I loved this fast paced book - though it appeared as if it were a series of short stories strung together (one short story in itself, an interlude, a longer short story and then a novella) rather than a novel. Children and adults both will enjoy this tale of the two investigators from the Counter Curse division of the IEA. It is fantasy at its best with a talking dog, orgres, magic, elves and even a dragon.
Although it may be a bit violent for very young children, it is a good story for a long drive. I particularly enjoyed the vivid descriptions of the different types of transportation in this world. (Like all the best amusement park rides.)
The only thing that I didn't care for is the portrail of female characters. There were very few of them and they were typically silly and/or incompetent.
Great find. My 11 year old son and I enjoyed this book. Great to listen to even when not driving. :) For any aspiring wizard this is a must read. Er, Listen.
I was a 'readaholic' for most of my life. I started crochet and other hobbies. That took away from my reading time. I discovered audio books at the library. That set me off. now, that I am older my eyes make it too difficult to read. So I now am a very diligent audio book listener!
This is an enjoyable book. It has the feel of some short stories and a novella. They revolve around a young person Kase and a wizard cursed into the form of a wolf dog (Murdox). Because these are a series of short stories, some things aren't addressed. It is never made clear how old Kase is. He and his dad get transported to an alternate world by way of a portal at the home of his aunt. She sets up the pair to get transported. It isn't really clear why. It is supposed that it is done to get the two out of an emotional rut. This is due to the death of Kase's mom. Also what isn't clear is Kase's age. Murdox comments in most of the stories that he must remember Kase is a child. Kase behaviors and actions fit a late teens or young adult. This simply made me more curious about Kase but didn't diminish my enjoyment of the book. Katy Davies reading also fit a late teen or young adult. Katy Davies reading was pretty good. This is a good story for a young audience and those who are young at heart.
The production quality could have been better and the story was not as compelling and I thought. The narrator did a good job, it just wasnt the story I expected.

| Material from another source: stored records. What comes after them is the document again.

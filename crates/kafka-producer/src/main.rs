//! Command-line publisher for sms-store events
//!
//! ```bash
//! sms-producer sms --mobile-number 9876543210 --message "hi"
//! sms-producer block --mobile-number 9876543210
//! sms-producer unblock --mobile-number 9876543210
//! sms-producer raw --topic sms-topic 'not json'
//! ```

use clap::{Parser, Subcommand};
use sms_store_kafka_producer::EventProducer;
use sms_types::UserStatus;

#[derive(Parser)]
#[command(name = "sms-producer")]
#[command(about = "Publish SMS and user status events for sms-store")]
struct Cli {
    /// Kafka brokers (comma-separated)
    #[arg(long, default_value = "localhost:9092", env = "KAFKA_BROKERS")]
    brokers: String,

    /// Topic for SMS events
    #[arg(long, default_value = "sms-topic", env = "SMS_TOPIC")]
    sms_topic: String,

    /// Topic for user status events
    #[arg(long, default_value = "user-topic", env = "USER_TOPIC")]
    user_topic: String,

    /// Create the topics first with this many partitions
    #[arg(long)]
    create_topics: Option<i32>,

    #[command(subcommand)]
    command: Command,
}

#[derive(Subcommand)]
enum Command {
    /// Publish an SMS event
    Sms {
        #[arg(long)]
        mobile_number: String,
        #[arg(long)]
        message: String,
        #[arg(long, default_value = "SUCCESS")]
        status: String,
    },
    /// Publish a BLOCKED status event
    Block {
        #[arg(long)]
        mobile_number: String,
    },
    /// Publish an UNBLOCKED status event
    Unblock {
        #[arg(long)]
        mobile_number: String,
    },
    /// Publish an arbitrary payload, without validation
    Raw {
        #[arg(long)]
        topic: String,
        #[arg(long)]
        key: Option<String>,
        payload: String,
    },
}

#[tokio::main]
async fn main() {
    // Initialize tracing
    tracing_subscriber::fmt()
        .with_env_filter(tracing_subscriber::EnvFilter::from_default_env())
        .init();

    if let Err(e) = run_main().await {
        eprintln!("Error: {e:#}");
        std::process::exit(1);
    }
}

async fn run_main() -> anyhow::Result<()> {
    let cli = Cli::parse();
    let producer = EventProducer::new(&cli.brokers)?;

    if let Some(partitions) = cli.create_topics {
        producer
            .create_topic_if_not_exists(&cli.sms_topic, partitions)
            .await?;
        producer
            .create_topic_if_not_exists(&cli.user_topic, partitions)
            .await?;
    }

    match cli.command {
        Command::Sms {
            mobile_number,
            message,
            status,
        } => {
            producer
                .send_sms(&cli.sms_topic, &mobile_number, &message, &status)
                .await?;
            println!("Message enqueued for delivery to {mobile_number}");
        }
        Command::Block { mobile_number } => {
            producer
                .send_user_status(&cli.user_topic, &mobile_number, UserStatus::Blocked)
                .await?;
            println!("{mobile_number}: {}", UserStatus::Blocked);
        }
        Command::Unblock { mobile_number } => {
            producer
                .send_user_status(&cli.user_topic, &mobile_number, UserStatus::Unblocked)
                .await?;
            println!("{mobile_number}: {}", UserStatus::Unblocked);
        }
        Command::Raw {
            topic,
            key,
            payload,
        } => {
            producer
                .publish_raw(&topic, key.as_deref(), payload.as_bytes())
                .await?;
            println!("Published {} bytes to {topic}", payload.len());
        }
    }

    Ok(())
}
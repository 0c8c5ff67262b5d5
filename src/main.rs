//! Command-line interface for sms-store
//!
//! # Usage Examples
//!
//! ```bash
//! # Run against local services
//! sms-store serve \
//!   --mongo-uri mongodb://localhost:27017 \
//!   --kafka-brokers localhost:9092 \
//!   --http-bind 127.0.0.1:8081
//!
//! # Same, configured through the environment
//! MONGO_URI=mongodb://mongo:27017 KAFKA_BROKERS=kafka:9092 RUST_LOG=info sms-store serve
//! ```
//!
//! # Read API
//! - `GET /v1/user/{mobileNumber}/messages`
//! - `GET /v1/users/{blocked|unblocked}/filter`

use clap::{Parser, Subcommand};
use sms_store::ServeOpts;

#[derive(Parser)]
#[command(name = "sms-store")]
#[command(about = "Persist SMS and user status events from Kafka into MongoDB")]
#[command(version)]
pub struct Cli {
    #[command(subcommand)]
    command: Commands,
}

#[derive(Subcommand)]
enum Commands {
    /// Consume both topics and serve the read API until SIGINT/SIGTERM
    Serve {
        #[command(flatten)]
        opts: ServeOpts,
    },
}

#[tokio::main]
async fn main() -> anyhow::Result<()> {
    if let Err(e) = run().await {
        eprintln!("Error: {e:#}");
        std::process::exit(1);
    }
    Ok(())
}

async fn run() -> anyhow::Result<()> {
    // Initialize tracing
    tracing_subscriber::fmt()
        .with_env_filter(tracing_subscriber::EnvFilter::from_default_env())
        .init();

    let cli = Cli::parse();

    match cli.command {
        Commands::Serve { opts } => {
            tracing::info!(
                "Starting sms-store: topics {} and {} on {}",
                opts.kafka.sms_topic,
                opts.kafka.user_topic,
                opts.kafka.kafka_brokers.join(",")
            );
            sms_store::serve(opts).await
        }
    }
}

Compared to Half Moon investigations or How to Train your dragon, this book is uninspired.
Underdeveloped dialog and character interaction.
"One Wizard Place"
It is not often that i come across a narrator that I literally cannot listen to but this is one. Much as I admire someone with a speech impediment overcoming their problem and reading to an audience, it spoiled my listening experience beyond tolerance and i gave up listening.Also the sounds in the background is most irritating too.The storyline itself came across a bit disjointed like someone had tried to stitch several short stories together.